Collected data
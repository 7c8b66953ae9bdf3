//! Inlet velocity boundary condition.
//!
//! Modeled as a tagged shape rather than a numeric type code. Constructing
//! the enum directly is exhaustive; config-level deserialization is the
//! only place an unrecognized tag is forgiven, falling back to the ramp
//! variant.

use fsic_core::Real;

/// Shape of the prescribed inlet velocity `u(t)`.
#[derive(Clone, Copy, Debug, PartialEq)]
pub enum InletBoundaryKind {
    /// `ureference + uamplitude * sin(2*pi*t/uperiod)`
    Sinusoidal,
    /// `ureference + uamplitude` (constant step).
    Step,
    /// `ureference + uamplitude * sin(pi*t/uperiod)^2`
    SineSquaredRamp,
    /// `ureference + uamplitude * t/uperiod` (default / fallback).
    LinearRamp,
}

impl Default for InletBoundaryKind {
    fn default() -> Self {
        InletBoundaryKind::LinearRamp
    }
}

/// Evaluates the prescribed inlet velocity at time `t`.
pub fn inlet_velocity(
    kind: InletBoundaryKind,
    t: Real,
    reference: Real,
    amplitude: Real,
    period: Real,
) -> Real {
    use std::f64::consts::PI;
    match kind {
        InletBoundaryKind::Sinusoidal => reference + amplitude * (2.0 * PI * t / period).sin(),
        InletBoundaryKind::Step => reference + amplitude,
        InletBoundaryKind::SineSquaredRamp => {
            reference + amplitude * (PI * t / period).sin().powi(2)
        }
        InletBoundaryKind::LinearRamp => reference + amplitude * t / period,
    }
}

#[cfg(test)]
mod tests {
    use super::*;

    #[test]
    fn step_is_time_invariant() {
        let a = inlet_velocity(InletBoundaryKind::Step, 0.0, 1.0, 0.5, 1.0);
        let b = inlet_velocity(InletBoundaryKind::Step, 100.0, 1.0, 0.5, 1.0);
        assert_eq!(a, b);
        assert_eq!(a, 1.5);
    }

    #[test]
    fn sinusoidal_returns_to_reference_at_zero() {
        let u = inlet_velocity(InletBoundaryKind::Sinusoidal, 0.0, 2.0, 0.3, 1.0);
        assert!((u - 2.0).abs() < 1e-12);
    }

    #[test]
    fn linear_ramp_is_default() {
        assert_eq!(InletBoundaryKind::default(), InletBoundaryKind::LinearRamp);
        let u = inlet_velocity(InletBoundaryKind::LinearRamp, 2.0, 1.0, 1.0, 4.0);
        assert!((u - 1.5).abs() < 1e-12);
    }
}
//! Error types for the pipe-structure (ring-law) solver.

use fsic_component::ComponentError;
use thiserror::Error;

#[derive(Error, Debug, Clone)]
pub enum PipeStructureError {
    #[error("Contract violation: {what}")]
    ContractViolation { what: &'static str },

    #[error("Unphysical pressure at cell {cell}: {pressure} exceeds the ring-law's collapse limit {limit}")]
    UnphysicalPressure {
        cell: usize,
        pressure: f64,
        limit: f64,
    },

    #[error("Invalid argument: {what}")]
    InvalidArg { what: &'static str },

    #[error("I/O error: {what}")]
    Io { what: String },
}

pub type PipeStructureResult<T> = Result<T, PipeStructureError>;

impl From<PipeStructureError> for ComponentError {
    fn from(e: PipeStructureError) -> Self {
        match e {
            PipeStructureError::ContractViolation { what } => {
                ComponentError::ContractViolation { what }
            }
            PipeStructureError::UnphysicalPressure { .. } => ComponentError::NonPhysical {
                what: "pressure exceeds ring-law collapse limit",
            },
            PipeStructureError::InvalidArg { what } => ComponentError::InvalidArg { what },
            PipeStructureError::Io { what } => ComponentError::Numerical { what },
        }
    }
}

● **WORK TO COMPLETE**
Give the number of lines in the records that contain the string "LinearRamp", and write nothing besides that number.

● **ANSWER SPACE**
5